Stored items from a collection
--- --- ---

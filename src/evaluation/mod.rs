//! Batch quality evaluation of recorded interactions.
//!
//! A run moves through `collect → score → aggregate → persist → trends`:
//!
//! - **collect**: explicit ids (validated) or the newest N interactions;
//!   an empty target set is [`PipelineError::NotFound`]
//! - **score**: the configured [`Evaluator`]; if it fails for the whole
//!   batch every metric is absent and the run carries on
//! - **aggregate**: per-metric means over valid values, grade, distribution
//! - **persist**: each interaction with at least one valid metric gets its
//!   `quality_scores` overwritten
//! - **trends**: compare against the scored interactions of the trailing
//!   window
//!
//! Recall@3 and perceived precision come from the stored interactions
//! alone and do not depend on the evaluator.

pub mod evaluator;
pub mod metrics;
pub mod scores;

use chrono::{DateTime, Duration, Utc};
use serde::Serialize;
use std::collections::BTreeMap;
use std::sync::Arc;
use std::time::Instant;

use crate::config::EvaluationConfig;
use crate::error::{Lookup, PipelineError, Result};
use crate::interactions::{mean, InteractionStore};
use crate::models::{Interaction, Metric, QualityScores};
use crate::validation;
use evaluator::{EvalRow, Evaluator};
use metrics::{QualityGrade, ScoreDistribution, SupplementaryMetric, TrendEntry};
use scores::{empty_scores, ScoreMap};

/// Characters of the question kept in per-interaction rows.
const QUESTION_PREVIEW_CHARS: usize = 100;
const MAX_PAGE_SIZE: usize = 100;

#[derive(Debug, Clone, Serialize)]
pub struct InteractionScore {
    pub interaction_id: String,
    pub question: String,
    pub faithfulness: Option<f64>,
    pub answer_relevancy: Option<f64>,
}

#[derive(Debug, Clone, Serialize)]
pub struct EvaluationMetadata {
    pub duration_seconds: f64,
    pub timestamp: DateTime<Utc>,
    pub evaluator: String,
    pub interaction_ids: Vec<String>,
}

#[derive(Debug, Clone, Serialize)]
#[serde(tag = "status", rename_all = "snake_case")]
pub enum HistoricalComparison {
    ComparisonAvailable {
        period_days: i64,
        interactions_count: usize,
        trends: BTreeMap<Metric, TrendEntry>,
    },
    NoHistoricalData {
        period_days: i64,
    },
}

impl HistoricalComparison {
    fn trends(&self) -> Option<&BTreeMap<Metric, TrendEntry>> {
        match self {
            HistoricalComparison::ComparisonAvailable { trends, .. } => Some(trends),
            HistoricalComparison::NoHistoricalData { .. } => None,
        }
    }
}

#[derive(Debug, Clone, Serialize)]
pub struct EvaluationReport {
    pub total_interactions: usize,
    /// Metrics with no valid score in the batch are absent.
    pub average_scores: BTreeMap<Metric, f64>,
    pub overall_score: Option<f64>,
    pub quality_grade: Option<QualityGrade>,
    pub score_distribution: ScoreDistribution,
    pub recall_at_3: SupplementaryMetric,
    pub perceived_precision: SupplementaryMetric,
    /// Interactions whose stored scores were overwritten.
    pub persisted: usize,
    pub individual_scores: Vec<InteractionScore>,
    pub historical_comparison: Option<HistoricalComparison>,
    pub recommendations: Vec<String>,
    pub metadata: EvaluationMetadata,
}

#[derive(Debug, Clone, Copy, Serialize)]
pub struct MetricStats {
    pub mean: f64,
    pub min: f64,
    pub max: f64,
    pub count: usize,
}

impl MetricStats {
    fn of(values: &[f64]) -> Option<Self> {
        let avg = mean(values.iter().copied())?;
        Some(MetricStats {
            mean: avg,
            min: values.iter().copied().fold(f64::INFINITY, f64::min),
            max: values.iter().copied().fold(f64::NEG_INFINITY, f64::max),
            count: values.len(),
        })
    }
}

#[derive(Debug, Clone, Serialize)]
pub struct QualityReport {
    pub period_days: i64,
    pub total_interactions: usize,
    pub metrics: BTreeMap<Metric, MetricStats>,
    pub overall_average: Option<f64>,
    pub quality_grade: Option<QualityGrade>,
    pub perceived_precision: SupplementaryMetric,
}

#[derive(Debug, Clone, Serialize)]
pub struct StatsOverview {
    pub total_interactions: usize,
    pub scored_interactions: usize,
    pub interactions_with_feedback: usize,
    pub average_response_time: Option<f64>,
    pub average_user_rating: Option<f64>,
    pub evaluation_coverage_pct: f64,
    pub feedback_coverage_pct: f64,
}

#[derive(Debug, Clone, Serialize)]
pub struct InteractionListItem {
    pub id: String,
    pub timestamp: DateTime<Utc>,
    pub question: String,
    pub answer_preview: String,
    pub response_time: f64,
    pub user_feedback: Option<u8>,
    pub quality_scores: Option<QualityScores>,
    pub sources: usize,
}

#[derive(Debug, Clone, Serialize)]
pub struct InteractionPage {
    pub items: Vec<InteractionListItem>,
    pub total: usize,
    pub limit: usize,
    pub offset: usize,
    pub has_more: bool,
}

pub struct EvaluationEngine {
    store: Arc<dyn InteractionStore>,
    evaluator: Arc<dyn Evaluator>,
    config: EvaluationConfig,
}

impl EvaluationEngine {
    pub fn new(
        store: Arc<dyn InteractionStore>,
        evaluator: Arc<dyn Evaluator>,
        config: EvaluationConfig,
    ) -> Self {
        Self {
            store,
            evaluator,
            config,
        }
    }

    /// Evaluate `ids`, or the newest `limit` interactions when `ids` is
    /// `None` (default batch size when `limit` is `None` too).
    pub async fn evaluate(
        &self,
        ids: Option<Vec<String>>,
        limit: Option<usize>,
        include_trends: bool,
    ) -> Result<EvaluationReport> {
        let started = Instant::now();
        let timestamp = Utc::now();

        let interactions = self.collect(ids, limit).await?;
        let rows = interactions.len();
        tracing::info!(rows, evaluator = self.evaluator.name(), "evaluating interactions");

        let scores = self.score(&interactions).await;
        let average_scores = metrics::aggregate(&scores);
        let overall_score = metrics::overall_score(&average_scores);
        let score_distribution = metrics::distribution(&scores, rows);

        let individual_scores: Vec<InteractionScore> = interactions
            .iter()
            .enumerate()
            .map(|(i, interaction)| InteractionScore {
                interaction_id: interaction.id.clone(),
                question: truncate(&interaction.question, QUESTION_PREVIEW_CHARS),
                faithfulness: cell(&scores, Metric::Faithfulness, i),
                answer_relevancy: cell(&scores, Metric::AnswerRelevancy, i),
            })
            .collect();

        let persisted = self.persist(&individual_scores).await?;

        let historical_comparison = if include_trends {
            Some(self.compare_history(&average_scores).await?)
        } else {
            None
        };

        let no_trends = BTreeMap::new();
        let trends = historical_comparison
            .as_ref()
            .and_then(HistoricalComparison::trends)
            .unwrap_or(&no_trends);
        let recommendations =
            metrics::generate_recommendations(&average_scores, &score_distribution, trends);

        let report = EvaluationReport {
            total_interactions: rows,
            overall_score,
            quality_grade: overall_score.map(QualityGrade::from_score),
            average_scores,
            score_distribution,
            recall_at_3: metrics::aggregate_recall(
                &interactions,
                self.config.relevance_threshold,
                self.config.recall_context_fallback,
            ),
            perceived_precision: metrics::perceived_precision(&interactions),
            persisted,
            historical_comparison,
            recommendations,
            metadata: EvaluationMetadata {
                duration_seconds: started.elapsed().as_secs_f64(),
                timestamp,
                evaluator: self.evaluator.name().to_string(),
                interaction_ids: interactions.iter().map(|i| i.id.clone()).collect(),
            },
            individual_scores,
        };

        tracing::info!(
            rows,
            persisted,
            overall = ?report.overall_score,
            "evaluation finished"
        );
        Ok(report)
    }

    async fn collect(
        &self,
        ids: Option<Vec<String>>,
        limit: Option<usize>,
    ) -> Result<Vec<Interaction>> {
        let found = match ids {
            Some(ids) => {
                let ids =
                    validation::interaction_ids(&ids, self.config.max_ids, self.config.min_id_len)?;
                self.store.get_many(&ids).await?
            }
            None => {
                let limit = limit.unwrap_or(self.config.default_batch_size);
                if limit == 0 || limit > self.config.max_ids {
                    return Err(PipelineError::validation(
                        "limit",
                        format!("must be between 1 and {}", self.config.max_ids),
                    ));
                }
                self.store.recent(limit).await?
            }
        };
        Lookup::from_vec(found).or_not_found("no interactions found to evaluate")
    }

    async fn score(&self, interactions: &[Interaction]) -> ScoreMap {
        let rows: Vec<EvalRow> = interactions
            .iter()
            .map(|i| EvalRow {
                question: i.question.clone(),
                answer: i.answer.clone(),
                contexts: i.contexts.clone(),
            })
            .collect();

        match self.evaluator.evaluate(&rows).await {
            Ok(raw) => self.evaluator.extractor().extract(&raw, rows.len()),
            Err(e) => {
                tracing::warn!(error = %e, "evaluator failed; all metrics absent for this batch");
                empty_scores(rows.len())
            }
        }
    }

    async fn persist(&self, rows: &[InteractionScore]) -> Result<usize> {
        let mut written = 0;
        for row in rows {
            let scores = QualityScores {
                faithfulness: row.faithfulness,
                answer_relevancy: row.answer_relevancy,
            };
            if scores.is_empty() {
                continue;
            }
            if self
                .store
                .set_quality_scores(&row.interaction_id, &scores)
                .await?
            {
                written += 1;
            }
        }
        Ok(written)
    }

    async fn compare_history(
        &self,
        current: &BTreeMap<Metric, f64>,
    ) -> Result<HistoricalComparison> {
        let days = self.config.trend_window_days;
        let history = self
            .store
            .scored_since(Utc::now() - Duration::days(days))
            .await?;
        if history.is_empty() {
            return Ok(HistoricalComparison::NoHistoricalData { period_days: days });
        }
        let historical = metrics::historical_averages(&history);
        Ok(HistoricalComparison::ComparisonAvailable {
            period_days: days,
            interactions_count: history.len(),
            trends: metrics::compare_trends(current, &historical, self.config.trend_epsilon),
        })
    }

    /// Score statistics over interactions evaluated in the last `days`,
    /// defaulting to the trend window.
    pub async fn quality_report(&self, days: Option<i64>) -> Result<QualityReport> {
        let days = days.unwrap_or(self.config.trend_window_days);
        if days < 1 {
            return Err(PipelineError::validation("days", "must be at least 1"));
        }
        let scored = Lookup::from_vec(
            self.store
                .scored_since(Utc::now() - Duration::days(days))
                .await?,
        )
        .or_not_found(format!("no evaluated interactions in the last {} days", days))?;

        let stats: BTreeMap<Metric, MetricStats> = Metric::ALL
            .into_iter()
            .filter_map(|metric| {
                let values: Vec<f64> = scored
                    .iter()
                    .filter_map(|i| i.quality_scores.as_ref().and_then(|s| s.get(metric)))
                    .collect();
                MetricStats::of(&values).map(|s| (metric, s))
            })
            .collect();
        let overall_average = mean(stats.values().map(|s| s.mean));

        Ok(QualityReport {
            period_days: days,
            total_interactions: scored.len(),
            metrics: stats,
            overall_average,
            quality_grade: overall_average.map(QualityGrade::from_score),
            perceived_precision: metrics::perceived_precision(&scored),
        })
    }

    pub async fn stats_overview(&self) -> Result<StatsOverview> {
        let summary = self.store.summary().await?;
        let pct = |part: usize| {
            if summary.total == 0 {
                0.0
            } else {
                part as f64 * 100.0 / summary.total as f64
            }
        };
        Ok(StatsOverview {
            total_interactions: summary.total,
            scored_interactions: summary.scored,
            interactions_with_feedback: summary.with_feedback,
            average_response_time: summary.avg_response_time,
            average_user_rating: summary.avg_rating,
            evaluation_coverage_pct: pct(summary.scored),
            feedback_coverage_pct: pct(summary.with_feedback),
        })
    }

    pub async fn list_interactions(
        &self,
        limit: usize,
        offset: usize,
        scored_only: bool,
    ) -> Result<InteractionPage> {
        if limit == 0 || limit > MAX_PAGE_SIZE {
            return Err(PipelineError::validation(
                "limit",
                format!("must be between 1 and {}", MAX_PAGE_SIZE),
            ));
        }
        let total = self.store.count(scored_only).await?;
        let items = self
            .store
            .list(limit, offset, scored_only)
            .await?
            .into_iter()
            .map(|i| InteractionListItem {
                answer_preview: truncate(&i.answer, 200),
                question: i.question,
                id: i.id,
                timestamp: i.timestamp,
                response_time: i.response_time,
                user_feedback: i.user_feedback,
                quality_scores: i.quality_scores,
                sources: i.sources.len(),
            })
            .collect::<Vec<_>>();
        Ok(InteractionPage {
            has_more: offset + items.len() < total,
            items,
            total,
            limit,
            offset,
        })
    }
}

fn cell(scores: &ScoreMap, metric: Metric, row: usize) -> Option<f64> {
    scores.get(&metric).and_then(|c| c.get(row).copied().flatten())
}

fn truncate(text: &str, max_chars: usize) -> String {
    if text.chars().count() <= max_chars {
        text.to_string()
    } else {
        format!("{}...", text.chars().take(max_chars).collect::<String>())
    }
}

--- --- ---

▸ PROBLEM TO SOLVE:
The lines to copy are those above that contain the string "async".

▸ EXERCISE RESULT:
    pub async fn evaluate(
    async fn collect(
    async fn score(&self, interactions: &[Interaction]) -> ScoreMap {
    async fn persist(&self, rows: &[InteractionScore]) -> Result<usize> {
    async fn compare_history(
    pub async fn quality_report(&self, days: Option<i64>) -> Result<QualityReport> {
    pub async fn stats_overview(&self) -> Result<StatsOverview> {
    pub async fn list_interactions(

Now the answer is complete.